Depuis le retour de Donald Trump au pouvoir aux Etats-Unis, de nombreuses entreprises technologiques ont opéré un revirement stratégique pour séduire le président ultra-conservateur. Meta est un des exemples les plus marquants de cette tendance. Cependant, malgré les millions de dollars investis, Mark Zuckerberg doit aujourd'hui faire face à de nouveaux défis judiciaires.
La Federal Trade Commission (FTC) a décidé de faire appel après une précédente décision qui avait favorisé Meta. Elle met en avant les acquisitions d'Instagram et de Whatsapp comme preuves d'une consolidation excessive de pouvoir : "Meta a maintenu sa position dominante par des moyens non concurrentiels, en rachetant les principales menaces à sa domination", a déclaré Daniel Guarnera, directeur du bureau de la concurrence, dans un communiqué officiel.
Un revers pour Meta
L'enquête date de 2020, lorsque la FTC avait initié une campagne antitrust, pointant du doigt Meta comme une menace pour la concurrence dans le domaine des réseaux sociaux.

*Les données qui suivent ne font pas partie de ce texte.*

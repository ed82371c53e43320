//! Client error types.

use std::time::Duration;

use tlsock_config::ConfigError;
use tlsock_core::errors::{ERROR_CERTIFICATE, ERROR_CONFIG, ERROR_IO, ERROR_TIMEOUT};
use tlsock_tls::{AnchorError, TlsSocketError};

/// Errors that can occur while running a client session.
#[derive(Debug, thiserror::Error)]
pub enum ClientError {
    #[error("I/O error: {0}")]
    Io(#[from] std::io::Error),

    #[error("config error: {0}")]
    Config(#[from] ConfigError),

    #[error("trust anchors: {0}")]
    Anchors(#[from] AnchorError),

    #[error("{0}")]
    Socket(#[from] TlsSocketError),

    #[error("TLS handshake timed out after {0:?}")]
    HandshakeTimeout(Duration),

    #[error("connection idle for {0:?}")]
    IdleTimeout(Duration),

    #[error("no certificate found in {0}")]
    NoCertificate(String),

    #[error("{0}")]
    Usage(String),
}

impl ClientError {
    /// Error kind label used in log fields.
    pub fn kind(&self) -> &'static str {
        match self {
            Self::Io(_) => ERROR_IO,
            Self::Config(_) | Self::Usage(_) => ERROR_CONFIG,
            Self::Anchors(_) | Self::NoCertificate(_) => ERROR_CERTIFICATE,
            Self::Socket(e) => e.kind(),
            Self::HandshakeTimeout(_) | Self::IdleTimeout(_) => ERROR_TIMEOUT,
        }
    }
}
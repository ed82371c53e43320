//! Configuration file loading and error types.

use std::{fs, path::Path};

use crate::Config;

#[derive(Debug, thiserror::Error)]
pub enum ConfigError {
    #[error("io: {0}")]
    Io(#[from] std::io::Error),
    #[error("json: {0}")]
    Json(#[from] serde_json::Error),
    #[error("yaml: {0}")]
    Yaml(#[from] serde_yaml::Error),
    #[error("toml: {0}")]
    Toml(#[from] toml::de::Error),
    #[error("unsupported config format")]
    UnsupportedFormat,
    #[error("validation: {0}")]
    Validation(String),
}

/// Load a config file, picking the format from its extension
/// (`toml`, `json`/`jsonc`, `yaml`/`yml`).
pub fn load_config(path: impl AsRef<Path>) -> Result<Config, ConfigError> {
    let path = path.as_ref();
    let data = fs::read_to_string(path)?;
    match path.extension().and_then(|s| s.to_str()).unwrap_or("") {
        "json" | "jsonc" => {
            let stripped = json_comments::StripComments::new(data.as_bytes());
            Ok(serde_json::from_reader(stripped)?)
        }
        "yaml" | "yml" => Ok(serde_yaml::from_str(&data)?),
        "toml" => Ok(toml::from_str(&data)?),
        _ => Err(ConfigError::UnsupportedFormat),
    }
}
//! Error types for the transport crate.

use thiserror::Error;
use tlsock_core::errors::{ERROR_IO, ERROR_TIMEOUT};

/// Errors raised by a raw transport.
#[derive(Error, Debug)]
pub enum TransportError {
    #[error("IO error: {0}")]
    Io(#[from] std::io::Error),

    #[error("failed to connect to {addr}: {source}")]
    Connect {
        addr: String,
        #[source]
        source: std::io::Error,
    },

    #[error("no async runtime available to drive the transport")]
    NoRuntime,
}

impl TransportError {
    /// Error kind label used in log fields.
    pub fn kind(&self) -> &'static str {
        match self {
            Self::Io(e) | Self::Connect { source: e, .. }
                if e.kind() == std::io::ErrorKind::TimedOut =>
            {
                ERROR_TIMEOUT
            }
            _ => ERROR_IO,
        }
    }
}
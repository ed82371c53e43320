//! Configuration type definitions.

use std::collections::HashMap;

use serde::{Deserialize, Serialize};

use crate::defaults::*;

/// Top-level configuration.
#[derive(Debug, Clone, Serialize, Deserialize)]
pub struct Config {
    pub connect: ConnectConfig,
    #[serde(default)]
    pub tls: TlsConfig,
    #[serde(default)]
    pub tcp: TcpConfig,
    #[serde(default)]
    pub logging: LoggingConfig,
}

impl Config {
    /// Configuration for `host:port` with every other setting at its default.
    pub fn for_target(host: impl Into<String>, port: u16) -> Self {
        Self {
            connect: ConnectConfig {
                host: host.into(),
                port,
                request: None,
                idle_timeout_secs: default_idle_timeout_secs(),
                handshake_timeout_secs: default_handshake_timeout_secs(),
                read_chunk_size: default_read_chunk_size(),
            },
            tls: TlsConfig::default(),
            tcp: TcpConfig::default(),
            logging: LoggingConfig::default(),
        }
    }
}

/// Target of the secure connection.
#[derive(Debug, Clone, Serialize, Deserialize)]
pub struct ConnectConfig {
    /// Hostname to dial. Also the name the leaf certificate must carry.
    pub host: String,
    #[serde(default = "default_port")]
    pub port: u16,
    /// Payload written once the socket is open, e.g. an HTTP request line.
    #[serde(default)]
    pub request: Option<String>,
    /// Raw transport idle timeout in seconds (0 = disabled).
    #[serde(default = "default_idle_timeout_secs")]
    pub idle_timeout_secs: u64,
    #[serde(default = "default_handshake_timeout_secs")]
    pub handshake_timeout_secs: u64,
    /// Maximum bytes pulled from the socket per read.
    #[serde(default = "default_read_chunk_size")]
    pub read_chunk_size: usize,
}

/// Client-side TLS settings.
#[derive(Debug, Clone, Serialize, Deserialize, Default)]
pub struct TlsConfig {
    /// PEM file with trusted root certificates. Defaults to the bundled
    /// Mozilla root set when unset.
    #[serde(default)]
    pub ca: Option<String>,
    /// ALPN protocols to offer, in preference order.
    #[serde(default)]
    pub alpn: Vec<String>,
}

/// TCP socket options.
#[derive(Debug, Clone, Serialize, Deserialize)]
pub struct TcpConfig {
    /// Disable Nagle's algorithm (TCP_NODELAY) for lower latency.
    #[serde(default = "default_tcp_no_delay")]
    pub no_delay: bool,
    /// TCP Keep-Alive initial delay in seconds (0 = disabled).
    #[serde(default = "default_tcp_keepalive_secs")]
    pub keepalive_secs: u64,
}

impl Default for TcpConfig {
    fn default() -> Self {
        Self {
            no_delay: default_tcp_no_delay(),
            keepalive_secs: default_tcp_keepalive_secs(),
        }
    }
}

#[derive(Debug, Clone, Serialize, Deserialize, Default)]
pub struct LoggingConfig {
    /// Log level (trace, debug, info, warn, error).
    pub level: Option<String>,
    /// Log format: json, pretty, or compact. Default: pretty.
    pub format: Option<String>,
    /// Output target: stdout or stderr. Default: stderr.
    pub output: Option<String>,
    /// Per-module log level filters (e.g., {"tlsock_tls": "debug", "rustls": "warn"}).
    #[serde(default)]
    pub filters: HashMap<String, String>,
}
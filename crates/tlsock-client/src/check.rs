//! Offline hostname policy check for a PEM certificate chain.

use std::io::BufReader;
use std::path::Path;
use std::sync::Arc;

use tlsock_tls::rustls::client::WebPkiServerVerifier;
use tlsock_tls::rustls::client::danger::ServerCertVerifier;
use tlsock_tls::rustls::crypto::CryptoProvider;
use tlsock_tls::rustls::pki_types::{CertificateDer, ServerName, UnixTime};
use tlsock_tls::verify::common_name;
use tlsock_tls::{HostnameVerifier, TrustAnchors, Verdict, check_common_name};

use crate::error::ClientError;

/// Result of checking a certificate chain against a hostname.
#[derive(Debug, Clone, PartialEq)]
pub struct CheckReport {
    pub hostname: String,
    /// Subject common name of the leaf.
    pub common_name: Option<String>,
    /// Whether the chain was also validated against trust anchors.
    pub chain_checked: bool,
    pub verdict: Verdict,
}

impl CheckReport {
    pub fn accepted(&self) -> bool {
        self.verdict.is_verified()
    }
}

/// Read every certificate in a PEM file, leaf first.
pub fn read_chain(path: impl AsRef<Path>) -> Result<Vec<CertificateDer<'static>>, ClientError> {
    let path = path.as_ref();
    let file = std::fs::File::open(path)?;
    let chain = rustls_pemfile::certs(&mut BufReader::new(file)).collect::<Result<Vec<_>, _>>()?;
    if chain.is_empty() {
        return Err(ClientError::NoCertificate(path.display().to_string()));
    }
    Ok(chain)
}

/// Check `chain` for `hostname`.
///
/// Without `anchors` only the common-name policy runs. With `anchors` the
/// full verifier runs: chain validation first, then the policy.
pub fn check_chain(
    chain: &[CertificateDer<'static>],
    hostname: &str,
    anchors: Option<&TrustAnchors>,
) -> Result<CheckReport, ClientError> {
    let Some((leaf, intermediates)) = chain.split_first() else {
        return Err(ClientError::NoCertificate(hostname.to_string()));
    };

    let verdict = match anchors {
        None => chain
            .iter()
            .enumerate()
            .fold(Verdict::Verified, |verdict, (depth, cert)| {
                check_common_name(depth, cert, hostname, verdict)
            }),
        Some(anchors) => verify_with_anchors(leaf, intermediates, hostname, anchors)?,
    };

    Ok(CheckReport {
        hostname: hostname.to_string(),
        common_name: common_name(leaf),
        chain_checked: anchors.is_some(),
        verdict,
    })
}

fn verify_with_anchors(
    leaf: &CertificateDer<'static>,
    intermediates: &[CertificateDer<'static>],
    hostname: &str,
    anchors: &TrustAnchors,
) -> Result<Verdict, ClientError> {
    let server_name = ServerName::try_from(hostname)
        .map_err(|e| ClientError::Usage(format!("invalid hostname {hostname:?}: {e}")))?;
    let provider = CryptoProvider::get_default()
        .cloned()
        .unwrap_or_else(|| Arc::new(tlsock_tls::rustls::crypto::aws_lc_rs::default_provider()));
    let webpki = WebPkiServerVerifier::builder_with_provider(anchors.roots(), provider)
        .build()
        .map_err(|e| ClientError::Usage(format!("cannot build verifier: {e}")))?;
    let verifier = HostnameVerifier::new(webpki, hostname);

    match verifier.verify_server_cert(leaf, intermediates, &server_name, &[], UnixTime::now()) {
        Ok(_) => Ok(Verdict::Verified),
        Err(e) => Ok(match verifier.take_rejection() {
            Some(message) => Verdict::Rejected {
                alert: tlsock_tls::rustls::AlertDescription::BadCertificate,
                message,
            },
            None => Verdict::Invalid(e),
        }),
    }
}
//! # tlsock
//!
//! Client-side TLS over a raw, byte-oriented transport, with a stricter
//! hostname check than the TLS library applies by default.
//!
//! ## Crates
//!
//! - [`tlsock_core`] - Default constants and error-kind labels
//! - [`tlsock_config`] - Configuration loading and validation
//! - [`tlsock_transport`] - Raw transport abstraction and TCP transport
//! - [`tlsock_tls`] - Hostname policy, TLS engine and the duplex socket
//! - [`tlsock_client`] - Session driver and CLI

pub use tlsock_client as client;
pub use tlsock_config as config;
pub use tlsock_core as core;
pub use tlsock_tls as tls;
pub use tlsock_transport as transport;

/// Prelude module for convenient imports.
pub mod prelude {
    pub use tlsock_config::{Config, load_config, validate_config};
    pub use tlsock_tls::{
        LifecycleState, RustlsEngineFactory, TlsSocket, TlsSocketError, TrustAnchors,
    };
    pub use tlsock_transport::{DuplexSocket, RawTransport, SocketEvent, TcpTransport, TransportEvent};
}
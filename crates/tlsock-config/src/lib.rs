//! Configuration loading, validation and CLI overrides.

mod cli;
mod defaults;
mod loader;
mod types;
mod validate;

pub use cli::{CliOverrides, apply_overrides};
pub use loader::{ConfigError, load_config};
pub use types::*;
pub use validate::validate_config;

Un procès s'est tenu en 2025, où les témoignages très médiatisés de Mark Zuckerberg et de Sheryl Sandberg ont tenté de démontrer la concurrence accrue de TikTok. Néanmoins, le tribunal avait jusque-là tranché en faveur de Meta, ce qui a laissé la FTC insatisfaite.
La FTC ne compte donc pas en rester là et a affirmé son engagement à défendre son dossier : "Nous allons continuer de nous battre pour une concurrence juste et équitable, car cela profitera à tous les Américains ainsi qu'à l'économie", a ajouté Guarnera.
Ce retournement de situation est particulièrement amer pour Meta, qui, dans une tentative de plaire à Trump, a assoupli ses lignes de modération et investi dans des projets d'intelligence artificielle soutenus par le président. Malgré ces efforts, l'entreprise se retrouve dans une position délicate.
Dans une déclaration, Meta a rappelé que sa priorité restait l'innovation et l'investissement aux États-Unis, sans crainte des défis juridiques qui l'attendent.